— What you have to do —
Start at the first record below and retype through the last, exactly.
Segment Open
// Admin API round trips through the router

use axum::{
    body::{to_bytes, Body},
    http::{Method, Request, StatusCode},
    Router,
};
use chrono::Duration;
use serde_json::{json, Value};
use std::sync::Arc;
use tower::ServiceExt;
use uuid::Uuid;

use crate::handlers::router;
use crate::tests::fixtures::{two_step_workflow, TestEngine};
use crate::workflows::event_channel;
use crate::AppState;

fn app(t: &TestEngine) -> Router {
    router(Arc::new(AppState {
        engine: t.engine.clone(),
        db_pool: None,
        events: None,
    }))
}

async fn send(app: &Router, method: Method, uri: &str, body: Option<Value>) -> (StatusCode, Value) {
    let request = Request::builder()
        .method(method)
        .uri(uri)
        .header("content-type", "application/json");
    let request = match body {
        Some(body) => request.body(Body::from(body.to_string())).unwrap(),
        None => request.body(Body::empty()).unwrap(),
    };

    let response = app.clone().oneshot(request).await.unwrap();
    let status = response.status();
    let bytes = to_bytes(response.into_body(), usize::MAX).await.unwrap();
    let value = if bytes.is_empty() {
        Value::Null
    } else {
        serde_json::from_slice(&bytes).unwrap()
    };
    (status, value)
}

#[tokio::test]
async fn test_workflow_crud() {
    let t = TestEngine::new().await;
    let app = app(&t);
    let base = format!("/api/v1/realms/{}/workflows", t.realm.id);

    let (status, created) = send(&app, Method::POST, &base, Some(two_step_workflow("offboarding"))).await;
    assert_eq!(status, StatusCode::CREATED);
    assert_eq!(created["name"], "offboarding");
    assert_eq!(created["steps"][0]["after"], "5d");
    let id = created["id"].as_str().unwrap().to_string();

    let (status, listed) = send(&app, Method::GET, &base, None).await;
    assert_eq!(status, StatusCode::OK);
    assert_eq!(listed.as_array().unwrap().len(), 1);

    let (status, fetched) = send(&app, Method::GET, &format!("{}/{}", base, id), None).await;
    assert_eq!(status, StatusCode::OK);
    assert_eq!(fetched["on"], "resource-created");

    let mut changed = two_step_workflow("offboarding");
    changed["enabled"] = json!(false);
    let (status, updated) = send(&app, Method::PUT, &format!("{}/{}", base, id), Some(changed)).await;
    assert_eq!(status, StatusCode::OK);
    assert_eq!(updated["enabled"], false);

    let (status, _) = send(&app, Method::DELETE, &format!("{}/{}", base, id), None).await;
    assert_eq!(status, StatusCode::NO_CONTENT);

    let (status, body) = send(&app, Method::GET, &format!("{}/{}", base, id), None).await;
    assert_eq!(status, StatusCode::NOT_FOUND);
    assert_eq!(body["code"], "NOT_FOUND");
}

#[tokio::test]
async fn test_invalid_definitions_rejected() {
    let t = TestEngine::new().await;
    let app = app(&t);
    let base = format!("/api/v1/realms/{}/workflows", t.realm.id);

    let (status, body) = send(&app, Method::POST, &base, Some(json!({ "name": "empty", "steps": [] }))).await;
    assert_eq!(status, StatusCode::UNPROCESSABLE_ENTITY);
    assert!(body["details"]["steps"].is_array());

    let (status, body) = send(
        &app,
        Method::POST,
        &base,
        Some(json!({ "name": "rocket", "steps": [{ "type": "launch-rocket" }] })),
    )
    .await;
    assert_eq!(status, StatusCode::BAD_REQUEST);
    assert!(body["message"].as_str().unwrap().contains("launch-rocket"));

    let (status, _) = send(&app, Method::POST, &base, Some(two_step_workflow("twice"))).await;
    assert_eq!(status, StatusCode::CREATED);
    let (status, _) = send(&app, Method::POST, &base, Some(two_step_workflow("twice"))).await;
    assert_eq!(status, StatusCode::CONFLICT);

    let unknown_realm = format!("/api/v1/realms/{}/workflows", Uuid::new_v4());
    let (status, _) = send(&app, Method::POST, &unknown_realm, Some(two_step_workflow("lost"))).await;
    assert_eq!(status, StatusCode::NOT_FOUND);
}

#[tokio::test]
async fn test_events_scheduled_and_run() {
    let t = TestEngine::new().await;
    let app = app(&t);
    let wf = t.create_workflow(two_step_workflow("offboarding")).await;
    let alice = t.add_user("alice").await;

    let (status, _) = send(
        &app,
        Method::POST,
        "/api/v1/events",
        Some(json!({ "type": "resource-created", "realmId": t.realm.id, "resourceId": alice.id })),
    )
    .await;
    assert_eq!(status, StatusCode::ACCEPTED);

    let workflow_uri = format!("/api/v1/realms/{}/workflows/{}", t.realm.id, wf.id);
    let (status, scheduled) = send(&app, Method::GET, &format!("{}/scheduled", workflow_uri), None).await;
    assert_eq!(status, StatusCode::OK);
    assert_eq!(scheduled[0]["resourceId"], alice.id.to_string());
    assert_eq!(scheduled[0]["stepPosition"], 0);
    assert_eq!(scheduled[0]["stepType"], "notify");

    t.advance(Duration::days(5));
    let (status, report) = send(&app, Method::POST, &format!("{}/run", workflow_uri), None).await;
    assert_eq!(status, StatusCode::OK);
    assert_eq!(report["claimed"], 1);
    assert_eq!(report["failed"], 0);
    assert_eq!(t.notifier.sent().len(), 1);

    let (status, _) = send(
        &app,
        Method::POST,
        "/api/v1/events",
        Some(json!({ "type": "resource-created", "realmId": t.realm.id, "resourceType": "groups", "resourceId": alice.id })),
    )
    .await;
    assert_eq!(status, StatusCode::BAD_REQUEST);
}

#[tokio::test]
async fn test_queued_events_reach_the_event_loop() {
    let t = TestEngine::new().await;
    let wf = t.create_workflow(two_step_workflow("offboarding")).await;
    let alice = t.add_user("alice").await;
    let event = json!({ "type": "resource-created", "realmId": t.realm.id, "resourceId": alice.id });

    let (status, _) = send(&app(&t), Method::POST, "/api/v1/events/queue", Some(event.clone())).await;
    assert_eq!(status, StatusCode::INTERNAL_SERVER_ERROR);

    let (publisher, events) = event_channel(8);
    t.engine.start(events).await.unwrap();
    let queued = router(Arc::new(AppState {
        engine: t.engine.clone(),
        db_pool: None,
        events: Some(publisher),
    }));

    let (status, _) = send(&queued, Method::POST, "/api/v1/events/queue", Some(event)).await;
    assert_eq!(status, StatusCode::ACCEPTED);

    let mut bound = false;
    for _ in 0..100 {
        if t.binding(&alice, &wf).await.is_some() {
            bound = true;
            break;
        }
        tokio::time::sleep(std::time::Duration::from_millis(10)).await;
    }
    assert!(bound);
    t.engine.stop().await;
}

#[tokio::test]
async fn test_cancel_binding_route() {
    let t = TestEngine::new().await;
    let app = app(&t);
    let wf = t.create_workflow(two_step_workflow("offboarding")).await;
    let alice = t.add_user("alice").await;
    t.created(&alice).await;

    let uri = format!("/api/v1/realms/{}/workflows/{}/bindings/{}", t.realm.id, wf.id, alice.id);
    let (status, _) = send(&app, Method::DELETE, &uri, None).await;
    assert_eq!(status, StatusCode::NO_CONTENT);
    assert!(t.binding(&alice, &wf).await.is_none());
    assert!(t.reload(&alice).await.is_some());

    let (status, body) = send(&app, Method::DELETE, &uri, None).await;
    assert_eq!(status, StatusCode::NOT_FOUND);
    assert_eq!(body["code"], "NOT_FOUND");
}

#[tokio::test]
async fn test_health_without_database() {
    let t = TestEngine::new().await;
    let (status, body) = send(&app(&t), Method::GET, "/health", None).await;

    assert_eq!(status, StatusCode::OK);
    assert_eq!(body["status"], "healthy");
    assert_eq!(body["database"], "not-configured");
}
Segment Closed
— Reply —
// Admin API round trips through the router

use axum::{
    body::{to_bytes, Body},
    http::{Method, Request, StatusCode},
    Router,
};
use chrono::Duration;
use serde_json::{json, Value};
use std::sync::Arc;
use tower::ServiceExt;
use uuid::Uuid;

use crate::handlers::router;
use crate::tests::fixtures::{two_step_workflow, TestEngine};
use crate::workflows::event_channel;
use crate::AppState;

fn app(t: &TestEngine) -> Router {
    router(Arc::new(AppState {
        engine: t.engine.clone(),
        db_pool: None,
        events: None,
    }))
}

async fn send(app: &Router, method: Method, uri: &str, body: Option<Value>) -> (StatusCode, Value) {
    let request = Request::builder()
        .method(method)
        .uri(uri)
        .header("content-type", "application/json");
    let request = match body {
        Some(body) => request.body(Body::from(body.to_string())).unwrap(),
        None => request.body(Body::empty()).unwrap(),
    };

    let response = app.clone().oneshot(request).await.unwrap();
    let status = response.status();
    let bytes = to_bytes(response.into_body(), usize::MAX).await.unwrap();
    let value = if bytes.is_empty() {
        Value::Null
    } else {
        serde_json::from_slice(&bytes).unwrap()
    };
    (status, value)
}

#[tokio::test]
async fn test_workflow_crud() {
    let t = TestEngine::new().await;
    let app = app(&t);
    let base = format!("/api/v1/realms/{}/workflows", t.realm.id);

    let (status, created) = send(&app, Method::POST, &base, Some(two_step_workflow("offboarding"))).await;
    assert_eq!(status, StatusCode::CREATED);
    assert_eq!(created["name"], "offboarding");
    assert_eq!(created["steps"][0]["after"], "5d");
    let id = created["id"].as_str().unwrap().to_string();

    let (status, listed) = send(&app, Method::GET, &base, None).await;
    assert_eq!(status, StatusCode::OK);
    assert_eq!(listed.as_array().unwrap().len(), 1);

    let (status, fetched) = send(&app, Method::GET, &format!("{}/{}", base, id), None).await;
    assert_eq!(status, StatusCode::OK);
    assert_eq!(fetched["on"], "resource-created");

    let mut changed = two_step_workflow("offboarding");
    changed["enabled"] = json!(false);
    let (status, updated) = send(&app, Method::PUT, &format!("{}/{}", base, id), Some(changed)).await;
    assert_eq!(status, StatusCode::OK);
    assert_eq!(updated["enabled"], false);

    let (status, _) = send(&app, Method::DELETE, &format!("{}/{}", base, id), None).await;
    assert_eq!(status, StatusCode::NO_CONTENT);

    let (status, body) = send(&app, Method::GET, &format!("{}/{}", base, id), None).await;
    assert_eq!(status, StatusCode::NOT_FOUND);
    assert_eq!(body["code"], "NOT_FOUND");
}

#[tokio::test]
async fn test_invalid_definitions_rejected() {
    let t = TestEngine::new().await;
    let app = app(&t);
    let base = format!("/api/v1/realms/{}/workflows", t.realm.id);

    let (status, body) = send(&app, Method::POST, &base, Some(json!({ "name": "empty", "steps": [] }))).await;
    assert_eq!(status, StatusCode::UNPROCESSABLE_ENTITY);
    assert!(body["details"]["steps"].is_array());

    let (status, body) = send(
        &app,
        Method::POST,
        &base,
        Some(json!({ "name": "rocket", "steps": [{ "type": "launch-rocket" }] })),
    )
    .await;
    assert_eq!(status, StatusCode::BAD_REQUEST);
    assert!(body["message"].as_str().unwrap().contains("launch-rocket"));

    let (status, _) = send(&app, Method::POST, &base, Some(two_step_workflow("twice"))).await;
    assert_eq!(status, StatusCode::CREATED);
    let (status, _) = send(&app, Method::POST, &base, Some(two_step_workflow("twice"))).await;
    assert_eq!(status, StatusCode::CONFLICT);

    let unknown_realm = format!("/api/v1/realms/{}/workflows", Uuid::new_v4());
    let (status, _) = send(&app, Method::POST, &unknown_realm, Some(two_step_workflow("lost"))).await;
    assert_eq!(status, StatusCode::NOT_FOUND);
}

#[tokio::test]
async fn test_events_scheduled_and_run() {
    let t = TestEngine::new().await;
    let app = app(&t);
    let wf = t.create_workflow(two_step_workflow("offboarding")).await;
    let alice = t.add_user("alice").await;

    let (status, _) = send(
        &app,
        Method::POST,
        "/api/v1/events",
        Some(json!({ "type": "resource-created", "realmId": t.realm.id, "resourceId": alice.id })),
    )
    .await;
    assert_eq!(status, StatusCode::ACCEPTED);

    let workflow_uri = format!("/api/v1/realms/{}/workflows/{}", t.realm.id, wf.id);
    let (status, scheduled) = send(&app, Method::GET, &format!("{}/scheduled", workflow_uri), None).await;
    assert_eq!(status, StatusCode::OK);
    assert_eq!(scheduled[0]["resourceId"], alice.id.to_string());
    assert_eq!(scheduled[0]["stepPosition"], 0);
    assert_eq!(scheduled[0]["stepType"], "notify");

    t.advance(Duration::days(5));
    let (status, report) = send(&app, Method::POST, &format!("{}/run", workflow_uri), None).await;
    assert_eq!(status, StatusCode::OK);
    assert_eq!(report["claimed"], 1);
    assert_eq!(report["failed"], 0);
    assert_eq!(t.notifier.sent().len(), 1);

    let (status, _) = send(
        &app,
        Method::POST,
        "/api/v1/events",
        Some(json!({ "type": "resource-created", "realmId": t.realm.id, "resourceType": "groups", "resourceId": alice.id })),
    )
    .await;
    assert_eq!(status, StatusCode::BAD_REQUEST);
}

#[tokio::test]
async fn test_queued_events_reach_the_event_loop() {
    let t = TestEngine::new().await;
    let wf = t.create_workflow(two_step_workflow("offboarding")).await;
    let alice = t.add_user("alice").await;
    let event = json!({ "type": "resource-created", "realmId": t.realm.id, "resourceId": alice.id });

    let (status, _) = send(&app(&t), Method::POST, "/api/v1/events/queue", Some(event.clone())).await;
    assert_eq!(status, StatusCode::INTERNAL_SERVER_ERROR);

    let (publisher, events) = event_channel(8);
    t.engine.start(events).await.unwrap();
    let queued = router(Arc::new(AppState {
        engine: t.engine.clone(),
        db_pool: None,
        events: Some(publisher),
    }));

    let (status, _) = send(&queued, Method::POST, "/api/v1/events/queue", Some(event)).await;
    assert_eq!(status, StatusCode::ACCEPTED);

    let mut bound = false;
    for _ in 0..100 {
        if t.binding(&alice, &wf).await.is_some() {
            bound = true;
            break;
        }
        tokio::time::sleep(std::time::Duration::from_millis(10)).await;
    }
    assert!(bound);
    t.engine.stop().await;
}

#[tokio::test]
async fn test_cancel_binding_route() {
    let t = TestEngine::new().await;
    let app = app(&t);
    let wf = t.create_workflow(two_step_workflow("offboarding")).await;
    let alice = t.add_user("alice").await;
    t.created(&alice).await;

    let uri = format!("/api/v1/realms/{}/workflows/{}/bindings/{}", t.realm.id, wf.id, alice.id);
    let (status, _) = send(&app, Method::DELETE, &uri, None).await;
    assert_eq!(status, StatusCode::NO_CONTENT);
    assert!(t.binding(&alice, &wf).await.is_none());
    assert!(t.reload(&alice).await.is_some());

    let (status, body) = send(&app, Method::DELETE, &uri, None).await;
    assert_eq!(status, StatusCode::NOT_FOUND);
    assert_eq!(body["code"], "NOT_FOUND");
}

#[tokio::test]
async fn test_health_without_database() {
    let t = TestEngine::new().await;
    let (status, body) = send(&app(&t), Method::GET, "/health", None).await;

    assert_eq!(status, StatusCode::OK);
    assert_eq!(body["status"], "healthy");
    assert_eq!(body["database"], "not-configured");
}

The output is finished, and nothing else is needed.